I am in Orlando and my house is valued at over $130K less than what I paid for it 5 years ago -?

Posted on Feb 24, 2013 in HARP Refinance

Mortgage rates and rents will rise in 2013
Homebuyers with low down payments will pay higher mortgage insurance premiums when they get a Federal Housing Administration mortgage. The FHA says it will increase the annual insurance premium that is added to a … FHA borrowers are charged about 1 …
More informaiton please visit here…

Check out these mansion images:

Clairemont: Morris L. Clothier Mansion
mansion
Image by road_less_trvled
Morris L. Clothier’s Clairemont, site with 161 acres, online a spectacular white mansion with classical columns and other Greek details, was possibly the most imposing of all the Clothier homes.

For far more residences click here…
Question by tubble007: I am in Orlando and my house is valued at over 0K less than what I paid for it 5 years ago -?
Is there any programs for people that haven’t experienced any hardship? Should I try to refinance? I am currently paying 5.75%.(probably not worth it) What is some proactive steps to take make it worth keeping my house or reducing my payment? Thank you

Best answer:

Answer by Not My Real Name or Face
Unfortunately there really is not anything you can do. I bought a house near Orlando for my daughter in 2005, sildenafil paid $ 250K and now it is $ 140K at best. No mortgage involved, and I just lost the $ 110K.
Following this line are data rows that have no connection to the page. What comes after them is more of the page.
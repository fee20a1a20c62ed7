use std::sync::Arc;

use listsync_core::{
    Config, ConfigProvider, ContactService, SanitizedConfig, SharedSyncConfig, SqliteOrderStore,
    SyncConfig, SyncLogger, SyncTrigger,
};

/// Shared application state
pub struct AppState {
    config: Config,
    sync_config: SharedSyncConfig,
    contact_service: Arc<dyn ContactService>,
    orders: Arc<SqliteOrderStore>,
    logger: SyncLogger,
    trigger: SyncTrigger,
}

impl AppState {
    pub fn new(
        config: Config,
        sync_config: SharedSyncConfig,
        contact_service: Arc<dyn ContactService>,
        orders: Arc<SqliteOrderStore>,
        logger: SyncLogger,
        trigger: SyncTrigger,
    ) -> Self {
        Self {
            config,
            sync_config,
            contact_service,
            orders,
            logger,
            trigger,
        }
    }

    pub fn config(&self) -> &Config {
        &self.config
    }

    /// Startup config with the live sync settings in place of the file's.
    pub fn sanitized_config(&self) -> SanitizedConfig {
        let mut config = self.config.clone();
        config.sync = self.sync_settings();
        SanitizedConfig::from(&config)
    }

    pub fn sync_settings(&self) -> SyncConfig {
        self.sync_config.sync_config()
    }

    pub fn update_sync_settings(&self, settings: SyncConfig) {
        self.sync_config.update(settings);
    }

    pub fn contact_service(&self) -> &dyn ContactService {
        self.contact_service.as_ref()
    }

    pub fn orders(&self) -> &SqliteOrderStore {
        self.orders.as_ref()
    }

    pub fn logger(&self) -> &SyncLogger {
        &self.logger
    }

    pub fn trigger(&self) -> &SyncTrigger {
        &self.trigger
    }
}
As long as you are paying your mortgage, keep doing so. You don’t want the credit score hit a foreclosure would cause. You could certainly refinance down to 4.99% or so which would save you quite a bit on your payment.

What do you think? Answer below!

5 Comments

  1. Google:
    Refinance calculator
    It may not be worth to re-fi if you can’t get at least 1% full lower.
    The CLOSING COSTS will be too much.
    In that case, I would like to see someone just dump the closing costs into the principal to reduce the interst over the life of the loan.

    Contact your mortgage lender.
    There are many programs out there to help you.
    If your mortgage lender gives you the brush off, google:
    Making Home Affordable . org
    This is the federal program that steps in when your mortgage company refuses to help.
    This is not cost to you – and they could give you some valuable information.
    They are there to help you!!!!
    /

  2. not my real name or face is a fool…he didn’t lose a dime….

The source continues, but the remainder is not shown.